One of the biggest lies in cultural thinking is that countries like Ireland and the UK are "culturally close" to the USA. Sure they are close-er than say Italy or Japan, but anyone who thinks "close" means "similar enough that it doesn't matter" is in for a rude awakening.

In reality there are incredibly large gaps around even the most basic things like the meaning of words. As a very basic example: the meaning of the word "interesting" differs radically between cultures. Most US employees would think the boss is indeed interested when they describe an idea as "interesting" and may even bring it up again at some later date after more research. Meanwhile, someone from the UK means that it's the dumbest thing they've ever heard and they will be incredibly miffed if it is ever brought up again.


I've certainly experienced US-made software that was close to useless in the UK, demanding dates in some absurd middle-out format and expecting everyone to know what a "401k" was with no explanation, along with more minor bits of polish like saying "pound" but meaning a completely different symbol.


Hah, good point. If anything, software handling that kind of data might be better is smaller countries that need at international audience from the get-go!


Right. The US economy was well poised to tackle the massive task of computerizing humanity and, being a nascent technology stack with green field opportunities abounding, it was more profitable than continuing to produce machine tools. Meanwhile the Pax Americana has eliminated the risk premium to manufacturing overseas, so our entire economy has reconfigured itself around this task and opportunity of computerizing humanity. To our massive benefit, I think. IMO this is the main driver between diverging American incomes compared to the rest of the developed world.


As long as those manufacturing centers are part of US allies (Japan, Korea, Europe, Australia, Taiwan), or at least trustworthy neutrals (Vietnam, India), I'm happy.

But some manufacturing, in fact a large amount, is Chinese. And I'm not convinced they've got our best interests at heart. Either China needs to calm down over their "Wolf Warrior" style, or we need to cut back on providing benefits to an obviously and increasingly antagonistic power.

---------

The other part, with respect to Taiwan + China, is that we must defend Taiwan as they are a critical source of advanced-materials (ie: computer chips) to us.
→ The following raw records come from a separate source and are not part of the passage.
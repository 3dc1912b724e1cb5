//! Failure Estimator output types: FailureEstimate, RiskLevel, ModelDetails

use serde::{Deserialize, Serialize};

/// Discrete risk bucket derived from the ensemble failure probability.
#[derive(Debug, Clone, Copy, Serialize, Deserialize, PartialEq, Eq, PartialOrd, Ord, Default)]
#[serde(rename_all = "UPPERCASE")]
pub enum RiskLevel {
    #[default]
    Low,
    Medium,
    High,
}

impl RiskLevel {
    /// Step function over the probability.
    ///
    /// Comparisons are strict: a probability exactly on a threshold stays in
    /// the lower bracket (`0.4` is LOW, `0.7` is MEDIUM with the defaults).
    pub fn from_probability(probability: f64, medium_above: f64, high_above: f64) -> Self {
        if probability > high_above {
            Self::High
        } else if probability > medium_above {
            Self::Medium
        } else {
            Self::Low
        }
    }
}

impl std::fmt::Display for RiskLevel {
    fn fmt(&self, f: &mut std::fmt::Formatter<'_>) -> std::fmt::Result {
        match self {
            RiskLevel::Low => write!(f, "LOW"),
            RiskLevel::Medium => write!(f, "MEDIUM"),
            RiskLevel::High => write!(f, "HIGH"),
        }
    }
}

/// Per-model probabilities behind an ensemble estimate.
#[derive(Debug, Clone, Copy, PartialEq, Serialize, Deserialize)]
pub struct ModelDetails {
    /// Classifier P(failure)
    pub classifier_probability: f64,
    /// Sequence-model P(failure)
    pub sequence_probability: f64,
    /// Weighted mean of the two
    pub ensemble_probability: f64,
}

/// Result of one failure estimation.
#[derive(Debug, Clone, PartialEq, Serialize, Deserialize)]
pub struct FailureEstimate {
    /// Ensemble probability of failure, in [0, 1]
    pub failure_probability: f64,
    /// `failure_probability` above the failure threshold
    pub failure_prediction: bool,
    /// Highest constituent probability
    pub confidence: f64,
    pub risk_level: RiskLevel,
    /// Ordered, never empty
    pub recommended_actions: Vec<String>,
    pub model_details: ModelDetails,
}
Yes, its more efficient to have Taiwan centralize production, but it does come at a cost. We need to be ready to defend Taiwan and keep it safe if we are to continue to build computers and phones out of Taiwan-only parts.


The entire economy is configured around making quarterly profits for shareholders. Any good that happens to come out for humanity is purely incidental. The US economy is not some fairytale hero.
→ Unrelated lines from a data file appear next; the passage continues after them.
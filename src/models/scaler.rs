use serde::{Deserialize, Serialize};

use crate::estimator::{FeatureScaler, ModelError};

/// Per-column standardization `(x - mean) / scale`.
///
/// A zero scale (constant training column) divides by one instead.
#[derive(Debug, Clone, PartialEq, Serialize, Deserialize)]
pub struct StandardScaler {
    pub mean: Vec<f64>,
    pub scale: Vec<f64>,
}

impl StandardScaler {
    pub fn new(mean: Vec<f64>, scale: Vec<f64>) -> Self {
        Self { mean, scale }
    }

    pub fn validate(&self) -> Result<(), ModelError> {
        if self.mean.len() != self.scale.len() {
            return Err(ModelError::ShapeMismatch {
                expected: self.mean.len(),
                actual: self.scale.len(),
            });
        }
        if self.mean.iter().chain(&self.scale).any(|v| !v.is_finite()) {
            return Err(ModelError::Other("scaler parameters must be finite".to_string()));
        }
        Ok(())
    }
}

impl FeatureScaler for StandardScaler {
    fn transform(&self, features: &[f64]) -> Result<Vec<f64>, ModelError> {
        if features.len() != self.mean.len() {
            return Err(ModelError::ShapeMismatch {
                expected: self.mean.len(),
                actual: features.len(),
            });
        }
        Ok(features
            .iter()
            .zip(self.mean.iter().zip(&self.scale))
            .map(|(x, (m, s))| {
                let s = if *s == 0.0 { 1.0 } else { *s };
                (x - m) / s
            })
            .collect())
    }
}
> Is the same thing to happen with software?

I have a theory that one of the major challenges facing manufacturing in the US is actually the opposite.

A manufacturing company in the US is competing for smart, numerate STEM graduates with the likes of Google who offer graduates $180,000 with zero experience (or so I'm told)
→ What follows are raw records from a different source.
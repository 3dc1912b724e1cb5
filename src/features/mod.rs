//! Feature Adapter
//!
//! Maps a [`SensorReading`] onto the fixed-length vector a failure classifier
//! expects. The classifier publishes its expected feature identifiers (SCADA
//! column names such as `T01_WindSpeed_avg`); each identifier is matched by
//! keyword against a small vocabulary and filled from the matching reading
//! field. Identifiers matching no keyword are filled with `0.0`.
//!
//! With no expected-feature list the adapter falls back to a fixed 10-field
//! subset of the reading. Adaptation is total over any reading.

use crate::types::{SensorField, SensorReading};

/// Value used for identifiers that match no keyword.
pub const MISSING_FEATURE_VALUE: f64 = 0.0;

/// Keyword vocabulary, checked in order; the first keyword contained in an
/// identifier wins.
const KEYWORDS: [(&str, SensorField); 5] = [
    ("WindSpeed", SensorField::WindSpeed),
    ("Power", SensorField::PowerOutput),
    ("RPM", SensorField::RotorRpm),
    ("Temp", SensorField::NacelleTemp),
    ("Voltage", SensorField::VoltageL1),
];

/// Reading fields used when the model publishes no feature list.
pub const FALLBACK_FIELDS: [SensorField; 10] = [
    SensorField::WindSpeed,
    SensorField::PowerOutput,
    SensorField::RotorRpm,
    SensorField::NacelleTemp,
    SensorField::GearOilTemp,
    SensorField::GeneratorTemp,
    SensorField::BladePitch,
    SensorField::YawAngle,
    SensorField::VoltageL1,
    SensorField::VoltageL2,
];

/// Builds classifier input vectors from sensor readings.
#[derive(Debug, Clone)]
pub struct FeatureAdapter {
    max_features: usize,
}

impl Default for FeatureAdapter {
    fn default() -> Self {
        Self::new(crate::config::defaults::MAX_MODEL_FEATURES)
    }
}

impl FeatureAdapter {
    /// `max_features` caps how many expected identifiers are consumed.
    pub fn new(max_features: usize) -> Self {
        Self { max_features }
    }

    /// Resolve the reading field an identifier maps to, if any.
    pub fn match_identifier(identifier: &str) -> Option<SensorField> {
        KEYWORDS
            .iter()
            .find(|(keyword, _)| identifier.contains(keyword))
            .map(|(_, field)| *field)
    }

    /// Produce the feature vector for `reading`.
    ///
    /// `expected` is the classifier's ordered identifier list; `None` or an
    /// empty list selects [`FALLBACK_FIELDS`].
    pub fn adapt(&self, reading: &SensorReading, expected: Option<&[String]>) -> Vec<f64> {
        match expected {
            Some(names) if !names.is_empty() => names
                .iter()
                .take(self.max_features)
                .map(|name| {
                    Self::match_identifier(name)
                        .map_or(MISSING_FEATURE_VALUE, |field| reading.get(field))
                })
                .collect(),
            _ => FALLBACK_FIELDS.iter().map(|f| reading.get(*f)).collect(),
        }
    }
}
But they're also competing with manufacturers in the far east, where $40,000 is a great salary, for someone with several years of experience.

Difficult to win both competitions.


I think that’s right, and I think there’s a third aspect at play, which is that culturally the US doesn’t value jobs in manufacturing, machining, engineering, etc. as highly as it once did (after WW2, say) or as highly as it values finance and tech jobs today. I’m not sure how easily that could change.


Will “all the latest technology” be available? The expertise the US once had in this area is largely gone, and won’t come back immediately. I think there’s real reasons to be concerned that the US will fall behind countries like China in areas like innovation because of this self-inflicted brain drain.


Right now there are mandates to build out the manufacturing base needed for military efforts.

They know the tech sent off shore will, for the most part, remain off shore.

Additive manufacturing, an example of "latest tech", is a primary build up target here. It is new and expertise is being created as the tech itself is.


Additive manufacturing doesn't help much if you want to build Liberty ship volumes, or roller-bearing tolerances, unfortunately.


Indeed.

HYBRID DED is going to be the answer to many of those scenarios.

Basically, we couple subtractive with additive and maximize the benefits of both. Done right the risks are greatly reduced as are costs compared to just doing it the legacy way.


"Right, it seems the U.S. economy is trying to say, "making elementary machine tools is beneath us.""

Hopefully policy makers and the citizenry will resist following what, as you say, the US economy is trying to say.

You see ...

You can stop making elementary machine tools.

You will never stop making (people who can only make elementary machine tools).


People who understand this industry can answer in a single word.

Fanuc.

And when Fanuc realized that only GE was capable of competing with it in the computer controls needed to run machine tools (and wasn’t doing shit, another Welchism), it cleverly bought off GE by giving it the U.S. franchise for Fanuc, at least until the GE stink began to be undesirable.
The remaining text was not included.